# Trust your gut.



## Rugs (Apr 12, 2013)

This probably doesn't warrant a new thread but it's so important and I'm wondering if anyone here or that you know of, had a gut feeling their partner was cheating and was wrong? 

The more stories I read here, the gut is the best detector there is.


----------



## EleGirl (Dec 3, 2011)

I have read that men are wrong like 75% of the time when they have the gut feeling that their wife is cheating. And women are right like 85% of the time.

I'm not sure about that...


----------



## thatbpguy (Dec 24, 2012)

I was convinced my wife was having a PA, but it was a fairly minor EA (if there is such a thing). That said, still a few unanswered things. .... and there I go again...

So yes, it does happen. 

Being betrayed builds paranoia.


----------



## jld (Dec 1, 2013)

thatbpguy said:


> Being betrayed builds paranoia.


:iagree:


----------



## larry.gray (Feb 21, 2011)

None of the dudes I know personally were wrong about their gut. 5 for 5 that they were right when they suspected.


----------



## nickgtg (Jan 11, 2013)

My guy instinct is usually correct. It could be my line of work, but I'm damn good at figuring out the truth with very little to go on.


----------



## Acoa (Sep 21, 2012)

My gut was right about the problem. I was way off on specifics, but right about there being a problem and about the general nature of the problem.


----------



## TimeHeals (Sep 26, 2011)

EleGirl said:


> I have read that men are wrong like 75% of the time when they have the gut feeling that their wife is cheating. And women are right like 85% of the time.
> 
> I'm not sure about that...



LOL. 99.87125% of all statistical averages not published in peer-reviewed scientific literature are made up


----------



## Pluto2 (Aug 17, 2011)

My gut was right
and I tried to convince myself it was indigestion.


----------



## staystrong (Sep 15, 2012)

Had a gut feeling something was wrong in the relationship, not that she was cheating. Got the usual excuses (new work stress, depression, etc.). 20/20 it all makes sense. She even said once that she was afraid I might cheat on her during an MLC and I shouldn't tell her because it would hurt her. Typical cheater projection.


----------



## Pluto2 (Aug 17, 2011)

staystrong said:


> Had a gut feeling something was wrong in the relationship, not that she was cheating. Got the usual excuses (new work stress, depression, etc.). 20/20 it all makes sense. She even said once that she was afraid I might cheat on her during an MLC and I shouldn't tell her because it would hurt her. Typical cheater projection.


You know, mine also accused me of cheating once. We were having a fight and he hurled that out there. I was totally shocked and said after all these years he really didn't know me. He tried to take it back but when I pressed to ask why in the world he would ever think that-all he would say was "I don't know" Well, now I know. Turns out that a lot of things he told other people were problems in our relationship were all part of his sick, twisted mind.


----------



## workindad (May 7, 2011)

My gut knew something wasn't right.
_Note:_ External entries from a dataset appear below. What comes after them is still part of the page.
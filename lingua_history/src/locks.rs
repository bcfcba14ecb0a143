use std::collections::HashMap;
use std::sync::{Arc, Mutex, PoisonError};
use tokio::sync::{Mutex as AsyncMutex, OwnedMutexGuard};

/// One async mutex per key, created on demand and dropped once unused.
///
/// Serializes read-modify-write cycles on the same conversation while
/// leaving different conversations independent.
#[derive(Debug, Default)]
pub struct KeyedLocks {
    locks: Mutex<HashMap<String, Arc<AsyncMutex<()>>>>,
}

impl KeyedLocks {
    #[must_use]
    pub fn new() -> Self {
        Self::default()
    }

    /// Wait until `key` is free and hold it until the guard is dropped.
    pub async fn lock(&self, key: &str) -> KeyGuard<'_> {
        let lock = {
            let mut locks = self.locks.lock().unwrap_or_else(PoisonError::into_inner);
            Arc::clone(locks.entry(key.to_string()).or_default())
        };
        let guard = lock.lock_owned().await;

        KeyGuard {
            owner: self,
            key: key.to_string(),
            guard: Some(guard),
        }
    }

    /// Keys with a holder or waiter.
    #[must_use]
    pub fn active(&self) -> usize {
        self.locks
            .lock()
            .unwrap_or_else(PoisonError::into_inner)
            .len()
    }
}

#[derive(Debug)]
pub struct KeyGuard<'a> {
    owner: &'a KeyedLocks,
    key: String,
    guard: Option<OwnedMutexGuard<()>>,
}

impl Drop for KeyGuard<'_> {
    fn drop(&mut self) {
        let Some(guard) = self.guard.take() else {
            return;
        };
        let lock = Arc::clone(OwnedMutexGuard::mutex(&guard));
        drop(guard);

        let mut locks = self
            .owner
            .locks
            .lock()
            .unwrap_or_else(PoisonError::into_inner);
        // The map and `lock` are the only references: nobody is waiting.
        if Arc::strong_count(&lock) == 2 {
            locks.remove(&self.key);
        }
    }
}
It took a while to figure out exactly what was going on.
_Posted via Mobile Device_


----------



## commonsenseisn't (Aug 13, 2014)

EleGirl said:


> I have read that men are wrong like 75% of the time when they have the gut feeling that their wife is cheating. And women are right like 85% of the time.
> 
> I'm not sure about that...


My gut tells me these stats are a bit off. My gut has never lied to me and the older I get the more I try to stay in tune with what my gut tells me.


----------



## Marduk (Jul 16, 2010)

You need to be able to separate instincts from emotion (such as fear), but once you can, yes, trust your gut.


----------



## drifting on (Nov 22, 2013)

My gut screamed WW was having an affair, I hoped I was wrong. Nope, I was correct. I'd have given anything to be wrong though.


----------



## ReidWright (May 15, 2014)

The worst ones I've read about here are the ones with no gut feelings at all. The spouse sees an open chat or email on the computer, or gets a tip-off call out of the blue.
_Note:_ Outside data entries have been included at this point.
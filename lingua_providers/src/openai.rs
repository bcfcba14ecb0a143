use async_trait::async_trait;
use lingua_core::{ChatRequest, LLMProvider, LLMResponse, Usage};
use reqwest::Client;
use serde_json::{Value, json};
use std::time::Duration;
use tracing::info;

use crate::error::ProviderError;
use crate::retry::retry_with_backoff;

pub const DEFAULT_BASE_URL: &str = "https://api.openai.com/v1";

/// Chat-completion client for OpenAI and API-compatible gateways.
pub struct OpenAiProvider {
    client: Client,
    api_key: String,
    base_url: String,
    default_model: String,
    retry_delays: Vec<Duration>,
}

impl OpenAiProvider {
    pub fn new(api_key: String) -> Self {
        info!("Creating OpenAiProvider");
        Self {
            client: Client::new(),
            api_key,
            base_url: DEFAULT_BASE_URL.to_string(),
            default_model: lingua_core::Model::default().as_str().to_string(),
            retry_delays: vec![
                Duration::from_secs(1),
                Duration::from_secs(2),
                Duration::from_secs(4),
            ],
        }
    }

    #[must_use]
    pub fn with_base_url(mut self, base_url: String) -> Self {
        self.base_url = base_url.trim_end_matches('/').to_string();
        self
    }

    #[must_use]
    pub fn with_default_model(mut self, model: String) -> Self {
        self.default_model = model;
        self
    }

    /// Pauses between attempts; an empty list disables retries.
    #[must_use]
    pub fn with_retry_delays(mut self, delays: Vec<Duration>) -> Self {
        self.retry_delays = delays;
        self
    }

    /// Abort a single attempt after `timeout`.
    pub fn with_timeout(mut self, timeout: Duration) -> anyhow::Result<Self> {
        self.client = Client::builder().timeout(timeout).build()?;
        Ok(self)
    }

    fn request_body(request: &ChatRequest) -> Value {
        let mut body = json!({
            "model": request.model,
            "messages": request.messages,
        });
        if request.json_output {
            body["response_format"] = json!({ "type": "json_object" });
        }
        body
    }

    /// Helper method to send a single request
    async fn try_send(&self, body: &Value) -> Result<LLMResponse, ProviderError> {
        let response = self
            .client
            .post(format!("{}/chat/completions", self.base_url))
            .bearer_auth(&self.api_key)
            .json(body)
            .send()
            .await?;

        let status = response.status();
        if !status.is_success() {
            let body = response.text().await.unwrap_or_default();
            return Err(ProviderError::Status { status, body });
        }

        let value = response.json::<Value>().await?;
        parse_response(&value)
    }
}

/// Read content and usage out of a chat-completion response.
///
/// A response without message content yields empty content; a response
/// without a `choices` array is malformed.
fn parse_response(value: &Value) -> Result<LLMResponse, ProviderError> {
    let choices = value["choices"]
        .as_array()
        .ok_or_else(|| ProviderError::Format("missing choices".to_string()))?;

    let content = choices
        .first()
        .and_then(|choice| choice["message"]["content"].as_str())
        .unwrap_or_default()
        .to_string();

    let usage = value["usage"].as_object().map(|u| Usage {
        prompt_tokens: u32::try_from(u["prompt_tokens"].as_u64().unwrap_or(0)).unwrap_or(0),
        completion_tokens: u32::try_from(u["completion_tokens"].as_u64().unwrap_or(0))
            .unwrap_or(0),
        total_tokens: u32::try_from(u["total_tokens"].as_u64().unwrap_or(0)).unwrap_or(0),
    });

    Ok(LLMResponse { content, usage })
}

#[async_trait]
impl LLMProvider for OpenAiProvider {
    async fn chat(&self, request: &ChatRequest) -> anyhow::Result<LLMResponse> {
        let body = Self::request_body(request);

        info!("Sending request to completion API: model={}", request.model);

        let response = retry_with_backoff(
            || self.try_send(&body),
            &self.retry_delays,
            ProviderError::is_retryable,
        )
        .await?;

        info!("Received response from completion API");
        Ok(response)
    }

    fn get_default_model(&self) -> &str {
        &self.default_model
    }
}

#[cfg(test)]
mod tests {
    use super::*;
    use lingua_core::ChatMessage;

    #[test]
    fn test_request_body_asks_for_json_object() {
        let request = ChatRequest {
            model: "gpt-5-nano".to_string(),
            messages: vec![ChatMessage::system("sys"), ChatMessage::user("hi")],
            json_output: true,
        };

        let body = OpenAiProvider::request_body(&request);

        assert_eq!(body["model"], "gpt-5-nano");
        assert_eq!(body["messages"][0]["role"], "system");
        assert_eq!(body["messages"][1]["content"], "hi");
        assert_eq!(body["response_format"]["type"], "json_object");
    }

    #[test]
    fn test_request_body_without_json_flag() {
        let request = ChatRequest {
            model: "gpt-5".to_string(),
            messages: vec![ChatMessage::user("hi")],
            json_output: false,
        };

        assert!(OpenAiProvider::request_body(&request).get("response_format").is_none());
    }

    #[test]
    fn test_parse_response_reads_content_and_usage() {
        let value = json!({
            "choices": [{ "message": { "role": "assistant", "content": "{\"translation\":\"Hola\"}" } }],
            "usage": { "prompt_tokens": 30, "completion_tokens": 6, "total_tokens": 36 }
        });

        let response = parse_response(&value).unwrap();

        assert_eq!(response.content, "{\"translation\":\"Hola\"}");
        assert_eq!(response.usage.map(|u| u.total_tokens), Some(36));
    }

    #[test]
    fn test_parse_response_tolerates_missing_content() {
        let value = json!({ "choices": [{ "message": { "role": "assistant", "content": null } }] });

        let response = parse_response(&value).unwrap();

        assert_eq!(response.content, "");
        assert!(response.usage.is_none());
    }

    #[test]
    fn test_parse_response_rejects_missing_choices() {
        let value = json!({ "error": "nope" });
        assert!(matches!(
            parse_response(&value),
            Err(ProviderError::Format(_))
        ));
    }
}
//! Integration tests for `OpenAiProvider` against a local fake endpoint.
//!
//! These tests verify that:
//! - Requests carry the bearer token, model and JSON response format
//! - Server errors are retried, client errors are not
//! - Missing message content becomes empty content

use axum::extract::State;
use axum::http::{HeaderMap, StatusCode};
use axum::routing::post;
use axum::{Json, Router};
use lingua_core::{ChatMessage, ChatRequest, LLMProvider};
use lingua_providers::OpenAiProvider;
use serde_json::{Value, json};
use std::sync::atomic::{AtomicUsize, Ordering};
use std::sync::{Arc, Mutex};
use std::time::Duration;

/// Canned endpoint: fails the first `failures` calls with `failure_status`.
struct FakeEndpoint {
    failures: usize,
    failure_status: StatusCode,
    answer: Value,
    calls: AtomicUsize,
    last_body: Mutex<Option<Value>>,
    last_auth: Mutex<Option<String>>,
}

impl FakeEndpoint {
    fn new(answer: Value) -> Self {
        Self {
            failures: 0,
            failure_status: StatusCode::INTERNAL_SERVER_ERROR,
            answer,
            calls: AtomicUsize::new(0),
            last_body: Mutex::new(None),
            last_auth: Mutex::new(None),
        }
    }

    fn failing_first(mut self, failures: usize, status: StatusCode) -> Self {
        self.failures = failures;
        self.failure_status = status;
        self
    }
}

async fn completions(
    State(fake): State<Arc<FakeEndpoint>>,
    headers: HeaderMap,
    Json(body): Json<Value>,
) -> (StatusCode, Json<Value>) {
    let call = fake.calls.fetch_add(1, Ordering::SeqCst);
    *fake.last_body.lock().unwrap() = Some(body);
    *fake.last_auth.lock().unwrap() = headers
        .get("authorization")
        .and_then(|v| v.to_str().ok())
        .map(str::to_string);

    if call < fake.failures {
        return (fake.failure_status, Json(json!({ "error": "try later" })));
    }
    (StatusCode::OK, Json(fake.answer.clone()))
}

async fn spawn_fake(fake: Arc<FakeEndpoint>) -> String {
    let app = Router::new()
        .route("/v1/chat/completions", post(completions))
        .with_state(fake);
    let listener = tokio::net::TcpListener::bind("127.0.0.1:0").await.unwrap();
    let addr = listener.local_addr().unwrap();
    tokio::spawn(async move {
        axum::serve(listener, app).await.unwrap();
    });
    format!("http://{addr}/v1")
}

fn provider(base_url: String) -> OpenAiProvider {
    OpenAiProvider::new("test-key".to_string())
        .with_base_url(base_url)
        .with_retry_delays(vec![Duration::from_millis(5), Duration::from_millis(5)])
}

fn translate_request() -> ChatRequest {
    ChatRequest {
        model: "gpt-5-nano".to_string(),
        messages: vec![
            ChatMessage::system("Translate to Spanish"),
            ChatMessage::user("Good night"),
        ],
        json_output: true,
    }
}

fn answer(content: Value) -> Value {
    json!({
        "choices": [{ "index": 0, "message": { "role": "assistant", "content": content } }],
        "usage": { "prompt_tokens": 12, "completion_tokens": 5, "total_tokens": 17 }
    })
}

#[tokio::test]
async fn test_chat_sends_expected_request() {
    let fake = Arc::new(FakeEndpoint::new(answer(json!("{\"translation\":\"Buenas noches\"}"))));
    let base_url = spawn_fake(fake.clone()).await;

    let response = provider(base_url).chat(&translate_request()).await.unwrap();

    assert_eq!(response.content, "{\"translation\":\"Buenas noches\"}");
    assert_eq!(response.usage.map(|u| u.total_tokens), Some(17));

    let body = fake.last_body.lock().unwrap().clone().unwrap();
    assert_eq!(body["model"], "gpt-5-nano");
    assert_eq!(body["response_format"]["type"], "json_object");
    assert_eq!(body["messages"][1]["content"], "Good night");
    assert_eq!(
        fake.last_auth.lock().unwrap().as_deref(),
        Some("Bearer test-key")
    );
}

#[tokio::test]
async fn test_server_errors_are_retried() {
    let fake = Arc::new(
        FakeEndpoint::new(answer(json!("{\"translation\":\"Hola\"}")))
            .failing_first(2, StatusCode::SERVICE_UNAVAILABLE),
    );
    let base_url = spawn_fake(fake.clone()).await;

    let response = provider(base_url).chat(&translate_request()).await.unwrap();

    assert_eq!(response.content, "{\"translation\":\"Hola\"}");
    assert_eq!(fake.calls.load(Ordering::SeqCst), 3);
}

#[tokio::test]
async fn test_client_errors_fail_immediately() {
    let fake = Arc::new(
        FakeEndpoint::new(answer(json!("unused"))).failing_first(10, StatusCode::UNAUTHORIZED),
    );
    let base_url = spawn_fake(fake.clone()).await;

    let err = provider(base_url)
        .chat(&translate_request())
        .await
        .unwrap_err();

    assert!(err.to_string().contains("401"));
    assert_eq!(fake.calls.load(Ordering::SeqCst), 1);
}

#[tokio::test]
async fn test_retries_give_up_after_configured_delays() {
    let fake = Arc::new(
        FakeEndpoint::new(answer(json!("unused")))
            .failing_first(10, StatusCode::INTERNAL_SERVER_ERROR),
    );
    let base_url = spawn_fake(fake.clone()).await;

    assert!(provider(base_url).chat(&translate_request()).await.is_err());
    assert_eq!(fake.calls.load(Ordering::SeqCst), 3);
}

#[tokio::test]
async fn test_null_content_becomes_empty() {
    let fake = Arc::new(FakeEndpoint::new(answer(Value::Null)));
    let base_url = spawn_fake(fake).await;

    let response = provider(base_url).chat(&translate_request()).await.unwrap();

    assert_eq!(response.content, "");
}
That's really scary when it's possible for a spouse to be so good at hiding it that there isn't even the slightest gut feeling.


----------



## loyallad (Aug 1, 2014)

Pluto2 said:


> You know, mine also accused me of cheating once. We were having a fight and he hurled that out there. I was totally shocked and said after all these years he really didn't know me. He tried to take it back but when I pressed to ask why in the world he would ever think that-all he would say was "I don't know" Well, now I know. Turns out that a lot of things he told other people were problems in our relationship were all part of his sick, twisted mind.


A lot of WS accuse BS of having affairs. My WW has accused me several times of this. Don't know why this is, perhaps to throw BS off or hoping BS is having an A to balance out their A, I just don't know.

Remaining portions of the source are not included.